Obs Gyne Review - Journal of Obstetric and Gynecology

2020 Volume 6 Number 4 July-August
Publisherwww.medresearch.in

Preoperative dexamethasone and intraperitoneal bupivacaine for postoperative pain relief

Gayam S.1*, Naduvinakeri K.2, Rajagopal M.3, Neelima C.4
DOI: https://doi.org/10.17511/joog.2020.i04.05

1* Susheela Gayam, Head of Department, Department of Obstetrics and Gynaecology, Vijay Marie Hospital and Educational Society, Hyderabad, Telangana, India.

2 Naduvinakeri K., Registrar, Department of Obstetrics and Gynaecology, Vijay Marie Hospital and Educational Society, Hyderabad, Telangana, India.

3 Meera Rajagopal, Senior Consultant, Department of Obstetrics and Gynaecology, Vijay Marie Hospital and Educational Society, Hyderabad, Telangana, India.

4 Neelima C., Senior Consultant, Department of Obstetrics and Gynaecology, Vijay Marie Hospital and Educational Society, Hyderabad, Telangana, India.

Introduction: Remarkable advancement in managing post-operative pain is made using various analgesics. Dexamethasone is a potent anti-inflammatory, analgesic, and anti-emetic agent and readily available, easy to administer, and a safe adjunct for postoperative analgesia. The intraperitoneal use of local anesthetics is known to improve postoperative pain. Objective: To assess the effectiveness of preoperative Dexamethasone combined with intra-peritoneal Bupivacaine for postoperative pain relief following surgery. Material and Methods: A prospective, randomized controlled study was done over a period of one year on 172 women scheduled for elective gynecological surgeries. The study group received Dexamethasone 8mg IV, 5 minutes prior to induction of anesthesia or before surgical incision, and intra-operatively 30ml of 0.25% Bupivacaine intraperitoneally under aseptic precautions. The control group received standard anesthesia as per the routine hospital protocol. Results: It was noted that the mean consumption of analgesic doses was significantly high in group B compared to group A (3.01±0.52 vs 1.46±0.83; p<0.001).The mean VRes scores in group A were significantly high compared to group B (2.95±1.01 vs 0.20±0.51; p<0.001). Conclusion: Dexamethasone combined with intra-peritoneal Bupivacaine is highly effective in reducing postoperative pain along with PONV.

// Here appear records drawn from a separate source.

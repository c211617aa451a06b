use super::context::RequestContext;
use super::store::{CounterEntry, RateLimitStore};
use crate::error::Result;
use async_trait::async_trait;
use std::collections::HashMap;
use std::sync::Arc;
use std::time::Duration;
use tokio::sync::RwLock;
use tokio::time::Instant;
use tracing::{debug, info};

/// In-memory counter store guarded by a single reader/writer lock
#[derive(Debug, Clone, Default)]
pub struct MemoryStore {
    /// Counters keyed by rate limit key
    entries: Arc<RwLock<HashMap<String, CounterEntry>>>,
}

impl MemoryStore {
    /// Create an empty store
    pub fn new() -> Self {
        Self::default()
    }

    /// Copy of the raw entry for `key` (for tests and diagnostics)
    pub async fn entry(&self, key: &str) -> Option<CounterEntry> {
        self.entries.read().await.get(key).cloned()
    }

    /// Remove all entries
    #[cfg(test)]
    pub async fn clear(&self) {
        self.entries.write().await.clear();
    }
}

#[async_trait]
impl RateLimitStore for MemoryStore {
    async fn increment(&self, ctx: &RequestContext, key: &str, window: Duration) -> Result<u64> {
        ctx.check()?;

        let mut entries = self.entries.write().await;
        let now = Instant::now();

        let count = match entries.get_mut(key) {
            Some(entry) if entry.is_expired(now) => {
                debug!(key = %key, "Window expired, starting a new one");
                *entry = CounterEntry::new(window, now);
                entry.count
            }
            Some(entry) => {
                entry.count += 1;
                entry.count
            }
            None => {
                debug!(key = %key, "Tracking new rate limit key");
                entries.insert(key.to_string(), CounterEntry::new(window, now));
                1
            }
        };

        Ok(count)
    }

    async fn get(&self, ctx: &RequestContext, key: &str) -> Result<u64> {
        ctx.check()?;

        let entries = self.entries.read().await;
        let now = Instant::now();

        Ok(entries
            .get(key)
            .filter(|entry| !entry.is_expired(now))
            .map(|entry| entry.count)
            .unwrap_or(0))
    }

    async fn reset(&self, ctx: &RequestContext, key: &str) -> Result<()> {
        ctx.check()?;

        let mut entries = self.entries.write().await;
        if let Some(entry) = entries.get_mut(key) {
            entry.count = 0;
            entry.window_start = Instant::now();
            debug!(key = %key, "Rate limit counter reset");
        }

        Ok(())
    }

    async fn get_expiry(&self, ctx: &RequestContext, key: &str) -> Result<Option<Instant>> {
        ctx.check()?;

        let entries = self.entries.read().await;
        Ok(entries.get(key).map(CounterEntry::expires_at))
    }

    async fn set_expiry(&self, ctx: &RequestContext, key: &str, at: Instant) -> Result<()> {
        ctx.check()?;

        let mut entries = self.entries.write().await;
        let Some(entry) = entries.get_mut(key) else {
            return Ok(());
        };

        match at.checked_sub(entry.window) {
            Some(start) => {
                entry.window_start = start;
                debug!(key = %key, "Rate limit expiry overridden");
            }
            None => {
                // A window that closes before the clock's origin has already run out
                entries.remove(key);
                debug!(key = %key, "Expiry precedes clock origin, entry dropped");
            }
        }

        Ok(())
    }

    async fn cleanup(&self, ctx: &RequestContext) -> Result<usize> {
        ctx.check()?;

        let mut entries = self.entries.write().await;
        let now = Instant::now();
        let before = entries.len();

        entries.retain(|_, entry| !entry.is_expired(now));

        let removed = before - entries.len();
        if removed > 0 {
            info!(
                removed,
                remaining = entries.len(),
                "Cleaned up expired rate limit entries"
            );
        }

        Ok(removed)
    }

    async fn len(&self) -> usize {
        self.entries.read().await.len()
    }
}
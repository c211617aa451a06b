use crate::error::{RateLimitError, Result};
use axum::{
    body::Body,
    extract::State,
    http::{header, StatusCode},
    response::IntoResponse,
};
use metrics::{counter, describe_counter, describe_gauge, gauge};
use metrics_exporter_prometheus::{PrometheusBuilder, PrometheusHandle};
use std::sync::Arc;
use tracing::{debug, info};

/// Metrics service for collecting and exposing Prometheus metrics
#[derive(Clone)]
pub struct MetricsService {
    handle: Arc<PrometheusHandle>,
}

impl MetricsService {
    /// Install the Prometheus recorder and register metric descriptions
    pub fn new() -> Result<Self> {
        let handle = PrometheusBuilder::new().install_recorder().map_err(|e| {
            RateLimitError::Internal(format!("Failed to install metrics recorder: {}", e))
        })?;

        Self::register_metrics();

        info!("Metrics service initialized successfully");

        Ok(Self {
            handle: Arc::new(handle),
        })
    }

    fn register_metrics() {
        describe_counter!(
            "ratelimit_requests_total",
            "Requests checked by the rate limiter, labelled by outcome"
        );
        describe_counter!(
            "ratelimit_exceeded_total",
            "Requests rejected because their key exceeded its limit"
        );
        describe_counter!(
            "ratelimit_cleanup_removed_total",
            "Expired rate limit entries removed by cleanup"
        );
        describe_gauge!(
            "ratelimit_active_keys",
            "Rate limit keys tracked after the last cleanup"
        );

        debug!("All metrics registered with descriptions");
    }

    /// Render metrics in Prometheus format
    pub fn render(&self) -> String {
        self.handle.render()
    }
}

/// Metrics endpoint handler
pub async fn metrics_handler(State(service): State<MetricsService>) -> impl IntoResponse {
    (
        StatusCode::OK,
        [(header::CONTENT_TYPE, "text/plain; version=0.0.4")],
        Body::from(service.render()),
    )
        .into_response()
}

/// Record a limiter decision: `allowed`, `blocked` or `error`
pub fn record_rate_limit_decision(outcome: &str, path: &str) {
    let labels = [
        ("outcome", outcome.to_string()),
        ("path", sanitize_path(path)),
    ];
    counter!("ratelimit_requests_total", &labels).increment(1);
}

/// Record a rejected request
pub fn record_rate_limit_exceeded(path: &str) {
    let labels = [("path", sanitize_path(path))];
    counter!("ratelimit_exceeded_total", &labels).increment(1);
}

/// Record the result of a cleanup sweep
pub fn record_cleanup(removed: usize, active_keys: usize) {
    counter!("ratelimit_cleanup_removed_total").increment(removed as u64);
    gauge!("ratelimit_active_keys").set(active_keys as f64);
}

/// Sanitize path for metrics to avoid cardinality explosion
///
/// Numeric IDs, UUIDs, hashes and slugs (see [`is_likely_slug`]) collapse
/// into `:id`.
fn sanitize_path(path: &str) -> String {
    path.split('/')
        .map(|seg| {
            if is_likely_id(seg) || is_likely_slug(seg) {
                ":id"
            } else {
                seg
            }
        })
        .collect::<Vec<_>>()
        .join("/")
}

/// Check if a path segment is likely an ID (numeric, UUID, etc.)
fn is_likely_id(segment: &str) -> bool {
    if segment.is_empty() {
        return false;
    }

    if segment.chars().all(|c| c.is_ascii_digit()) {
        return true;
    }

    // UUIDs
    if segment.len() >= 32 && segment.contains('-') {
        return segment.chars().all(|c| c.is_ascii_hexdigit() || c == '-');
    }

    // Mixed alphanumeric tokens such as hashes
    if segment.len() > 10 && segment.chars().all(|c| c.is_alphanumeric()) {
        let has_numbers = segment.chars().any(|c| c.is_numeric());
        let has_letters = segment.chars().any(|c| c.is_alphabetic());
        return has_numbers && has_letters;
    }

    false
}

/// Lowercase hyphenated segment of three or more words, or with a digit
///
/// Two-word route names such as `rate-limit` are kept.
fn is_likely_slug(segment: &str) -> bool {
    if !segment
        .chars()
        .all(|c| c.is_ascii_lowercase() || c.is_ascii_digit() || c == '-')
    {
        return false;
    }

    let words: Vec<&str> = segment.split('-').collect();
    if words.len() < 2 || words.iter().any(|w| w.is_empty()) {
        return false;
    }

    words.len() >= 3 || segment.chars().any(|c| c.is_ascii_digit())
}

#[cfg(test)]
mod tests {
    use super::*;

    #[test]
    fn test_sanitize_path() {
        assert_eq!(sanitize_path("/api/articles/123"), "/api/articles/:id");
        assert_eq!(
            sanitize_path("/api/articles/550e8400-e29b-41d4-a716-446655440000/comments"),
            "/api/articles/:id/comments"
        );
        assert_eq!(sanitize_path("/api/tags"), "/api/tags");
        assert_eq!(sanitize_path("/"), "/");
        assert_eq!(
            sanitize_path("/api/articles/my-first-post/comments"),
            "/api/articles/:id/comments"
        );
        assert_eq!(sanitize_path("/api/articles/rust-2024"), "/api/articles/:id");
        assert_eq!(sanitize_path("/api/rate-limit"), "/api/rate-limit");
    }

    #[test]
    fn test_is_likely_slug() {
        assert!(is_likely_slug("my-first-post"));
        assert!(is_likely_slug("release-v2"));
        assert!(!is_likely_slug("user-profiles"));
        assert!(!is_likely_slug("articles"));
        assert!(!is_likely_slug("My-First-Post"));
        assert!(!is_likely_slug("-leading-dash"));
        assert!(!is_likely_slug("a--b"));
    }

    #[test]
    fn test_is_likely_id() {
        assert!(is_likely_id("42"));
        assert!(is_likely_id("abc123def456ghi789"));
        assert!(!is_likely_id("bookmarks"));
        assert!(!is_likely_id(""));
    }

    #[test]
    fn test_record_functions_dont_panic() {
        // No recorder installed: the facade drops everything
        record_rate_limit_decision("allowed", "/api/articles/7");
        record_rate_limit_exceeded("/api/articles/7");
        record_cleanup(3, 10);
    }
}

Keywords: Preoperative Dexamethasone, Intraperitoneal Bupivacaine, Post-Operative pain relief

Corresponding Author How to Cite this Article To Browse
Susheela Gayam, Head of Department, Department of Obstetrics and Gynaecology, Vijay Marie Hospital and Educational Society, Hyderabad, Telangana, India.
Email:
Gayam S, Naduvinakeri K, Rajagopal M, Neelima C. Preoperative dexamethasone and intraperitoneal bupivacaine for postoperative pain relief. Obs Gyne Review J Obstet Gynecol. 2020;6(4):96-101.
Available From
https://obstetrics.medresearch.in/index.php/joog/article/view/119

Manuscript Received Review Round 1 Review Round 2 Review Round 3 Accepted
2020-08-04 2020-08-16 2020-08-23 2020-08-26
Conflict of Interest Funding Ethical Approval Plagiarism X-checker Note
No Nil Yes 8%

© 2020 by Susheela Gayam, Naduvinakeri K., Meera Rajagopal, Neelima C. and Published by Siddharth Health Research and Social Welfare Society. This is an Open Access article licensed under a Creative Commons Attribution 4.0 International License https://creativecommons.org/licenses/by/4.0/ unported [CC BY 4.0].

Introduction

Pain is not just a sensory modality but an experience. A taskforce on the taxonomy of the International Association for the Study of Pain (IASP) says that pain is an unpleasant sensory and emotional experience associated with actual or potential tissue damage [1]. Persistent pain after major abdominal surgery can lead to shallow breathing which facilitates retention of secretion with the eventual development of pneumonia contributing to prolonged convalescence.

Therefore, ineffective postoperative pain management has physiological, psychological, ethical, and financial consequences [2]. Postoperative pain not only affects the patients’ operative outcome, well being, and satisfaction from medical care, but also directly affects the development of tachycardia, hyperventilation, decrease in alveolar ventilation, a transition to chronic pain, poor wound healing, and insomnia, which in turn may impact the operative outcomes [3].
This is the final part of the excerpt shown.